Analysis and Commentary


Property rights in a manufacturing digital world – by Michael Haines

Analysis and Commentary




Earlier this month Michael Haines looked at Cyber Security and Digital Twins. Today he turns to a governance framework for the 3D digital world, including dynamical models of manufactured goods and manufacturing facilities.

In the real world, most manufactured and constructed objects are subject to specific property rights, and even public assets have restricted access, including by time of day.

In modern societies, only the people with the right to do so can legally make changes to the real world. Property rights also protect privacy, with security maintained by physical boundaries such as fences and walls, with entry controlled via gates, doors and locks.

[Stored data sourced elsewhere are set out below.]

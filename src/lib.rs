use axum::{
    Router,
    extract::{FromRef, FromRequestParts, Request},
    http::{HeaderName, Method},
    middleware::{self, Next},
    response::Response,
};
use utoipa::OpenApi;
use utoipa_swagger_ui::SwaggerUi;

use tower::ServiceBuilder;
use tower_http::{
    cors::{Any, CorsLayer},
    request_id::{MakeRequestUuid, PropagateRequestIdLayer, SetRequestIdLayer},
    services::ServeDir,
    trace::{DefaultOnResponse, TraceLayer},
};
use tracing::{Level, Span};

// --- Module Structure ---

// Core application services and components.
pub mod auth;
pub mod config;
pub mod error;
pub mod geocode;
pub mod handlers;
pub mod models;
pub mod password;
pub mod repository;
pub mod storage;

// Module for routing segregation (Public, Authenticated).
pub mod routes;
use auth::AuthUser;
use error::ApiError;
use routes::{authenticated, public};

// --- Public Re-exports ---

// Makes core state types easily accessible to the application entry point (main.rs).
pub use config::AppConfig;
pub use geocode::{GeocoderState, MockGeocoder, NominatimGeocoder};
pub use repository::{MemoryRepository, PostgresRepository, RepositoryState};
pub use storage::{ArtifactState, DiskArtifactStore, MockArtifactStore};

/// ApiDoc
///
/// Auto-generates the OpenAPI documentation (Swagger JSON) for the application by
/// aggregating every handler decorated with `#[utoipa::path]` and every schema
/// decorated with `#[derive(utoipa::ToSchema)]`. The resulting JSON is served at
/// `/api-docs/openapi.json`.
#[derive(OpenApi)]
#[openapi(
    paths(
        handlers::get_place_by_id, handlers::get_places_by_user, handlers::create_place,
        handlers::update_place, handlers::delete_place, handlers::get_users,
        handlers::signup, handlers::login,
    ),
    components(
        schemas(
            models::Place, models::Coordinates, models::UserSummary, models::LoginRequest,
            models::UpdatePlaceRequest, models::AuthResponse, models::PlaceResponse,
            models::PlacesResponse, models::UsersResponse, models::MessageResponse,
        )
    ),
    tags(
        (name = "roamer", description = "Points-of-interest sharing API")
    )
)]
struct ApiDoc;

/// AppState
///
/// The single, thread-safe, immutable container holding every application service
/// and the configuration, shared across all incoming requests.
#[derive(Clone)]
pub struct AppState {
    /// Repository Layer: the users/places persistence behind the trait boundary.
    pub repo: RepositoryState,
    /// Artifact Layer: staging and release of uploaded images.
    pub storage: ArtifactState,
    /// Geocoding Layer: address resolution behind the capability boundary.
    pub geocoder: GeocoderState,
    /// Configuration: the loaded, immutable environment configuration.
    pub config: AppConfig,
}

// --- Axum FromRef Extractor Implementations ---

// These implementations allow extractors and handlers to selectively pull
// components from the shared AppState.

impl FromRef<AppState> for RepositoryState {
    fn from_ref(app_state: &AppState) -> RepositoryState {
        app_state.repo.clone()
    }
}

impl FromRef<AppState> for ArtifactState {
    fn from_ref(app_state: &AppState) -> ArtifactState {
        app_state.storage.clone()
    }
}

impl FromRef<AppState> for GeocoderState {
    fn from_ref(app_state: &AppState) -> GeocoderState {
        app_state.geocoder.clone()
    }
}

impl FromRef<AppState> for AppConfig {
    fn from_ref(app_state: &AppState) -> AppConfig {
        app_state.config.clone()
    }
}

/// auth_middleware
///
/// The route-level guard for the authenticated router. It verifies the bearer token
/// via the `AuthUser` extractor and parks the resolved identity in request
/// extensions for the handlers downstream.
///
/// Preflight (`OPTIONS`) requests bypass the guard unconditionally; they carry no
/// credentials by design and must succeed for browsers to attempt the real call.
/// Every other failure is rejected with the extractor's uniform 401 body before the
/// handler runs.
pub async fn auth_middleware(
    axum::extract::State(state): axum::extract::State<AppState>,
    request: Request,
    next: Next,
) -> Result<Response, ApiError> {
    if request.method() == Method::OPTIONS {
        return Ok(next.run(request).await);
    }

    let (mut parts, body) = request.into_parts();
    let auth_user = AuthUser::from_request_parts(&mut parts, &state).await?;

    let mut request = Request::from_parts(parts, body);
    request.extensions_mut().insert(auth_user);

    Ok(next.run(request).await)
}

/// create_router
///
/// Assembles the application's entire routing structure, applies global and scoped
/// middleware, and registers the application state.
pub fn create_router(state: AppState) -> Router {
    // 1. CORS Configuration
    let cors = CorsLayer::new()
        .allow_methods(Any)
        .allow_origin(Any)
        .allow_headers(Any);

    // Header name constant for Request Correlation.
    let x_request_id = HeaderName::from_static("x-request-id");

    // 2. Base Router Assembly
    let base_router = Router::new()
        // Documentation: serve the auto-generated Swagger UI.
        .merge(SwaggerUi::new("/swagger-ui").url("/api-docs/openapi.json", ApiDoc::openapi()))
        // Public Routes: no guard applied.
        .merge(public::public_routes())
        // Authenticated Routes: protected by the bearer-token guard.
        .merge(
            authenticated::authenticated_routes()
                .route_layer(middleware::from_fn_with_state(state.clone(), auth_middleware)),
        )
        // Static serving for uploaded images, the fixed prefix place/user records
        // reference their artifacts under.
        .nest_service("/uploads/images", ServeDir::new(&state.config.upload_dir))
        // Uniform 404 body for unmatched routes.
        .fallback(handlers::route_not_found)
        // Apply the Unified State to all routes.
        .with_state(state);

    // 3. Observability and Correlation Layers (Applied outermost/first)
    base_router
        .layer(
            ServiceBuilder::new()
                // 3a. Request ID Generation: a unique UUID for every incoming request.
                .layer(SetRequestIdLayer::new(x_request_id.clone(), MakeRequestUuid))
                // 3b. Request Tracing: wraps the request/response lifecycle in a span
                // carrying the generated request id.
                .layer(
                    TraceLayer::new_for_http()
                        .make_span_with(trace_span_logger)
                        .on_response(
                            DefaultOnResponse::new()
                                .level(Level::INFO)
                                .latency_unit(tower_http::LatencyUnit::Millis),
                        ),
                )
                // 3c. Request ID Propagation: return the x-request-id header to the
                // client.
                .layer(PropagateRequestIdLayer::new(x_request_id)),
        )
        // 4. CORS Layer
        .layer(cors)
}

/// trace_span_logger
///
/// Customizes the TraceLayer span so every log line for a single request is
/// correlated by its request id alongside the HTTP method and URI.
fn trace_span_logger(request: &axum::http::Request<axum::body::Body>) -> Span {
    let request_id = request
        .headers()
        .get("x-request-id")
        .and_then(|value| value.to_str().ok())
        .unwrap_or("unknown");

    tracing::info_span!(
        "http_request",
        method = ?request.method(),
        uri = ?request.uri(),
        req_id = %request_id,
    )
}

As the main reason for creating a 3D digital world is to make decisions that impact the real world, it makes no sense for people to have different rights in the official 3D digital odel of any object, than they have in the real object that it represents.

Any differences will only lead to breaks in privacy and security, and result in costly disputes about who had what authority to make any changes to the real world vs the model.

Of course, those with the real-world rights should be free to delegate them as they see fit – both in the real world and in the model.

But, if conflict and confusion is to be avoided, any delegation should reflect the parties’ real-world arrangements.

One solution is to establish a formal governance framework that allows each property owner to designate the official model of their asset where the rights, responsibilities and restrictions applying to the model mirror those that apply in the real world.

Each individual model can then be linked into a federated model of the entire natural and built environment.

The simplest way to give effect to this framework, is for all legal boundaries including cadastral, administrative, lease and contractual boundaries to be embedded in the models themselves in such a way that the models can be walled off from unauthorized access.

So, for example, if in the real world you can only see the outside of a building and cannot get past the front door, you cannot access the inside of its official model.

Or say, there is a piece of leased equipment on a site, the rules of access use and trade in the model of the equipment would be the same as those applying to the equipment itself.

Keeping in mind that, in future, every piece of equipment will be sold by the manufacturer with a fully functioning 3D model that can be put into any site or building model to simulate its operation.

Both the site boundaries and any lease agreement, along with an individual’s authority, would be the determining factors of who could access and use the model.

Potentially, the operation of the model could guide the operation of the real equipment.

Having such a capability reinforces the need to ensure only those with the requisite authority – and training – get access to the model.

Another major benefit in having a formal governance framework for the Official 3D Digital World is that it can assist in establishing the model as a typ of legal document governing the rights, responsibilities and restrictions of all parties involved in the manufacture, delivery, construction and operation of the real asset that it models.

Currently, 2D PDF’s and textual documents remain the legal deliverable in most cases, which often leave room for dispute, as no drawing or document is ever fully explicit.

Michael Haines has had 40+ years in management and consulting roles including at CEO and board level across government, telecommunications, brewing, construction, consumer goods, car manufacturing, and transport and logistics. He was a Board Member of Australian Logistics Council and in 2011 established VANZI, a ‘not-for-profit’ Initiative to broker development of the Digital Built Environment.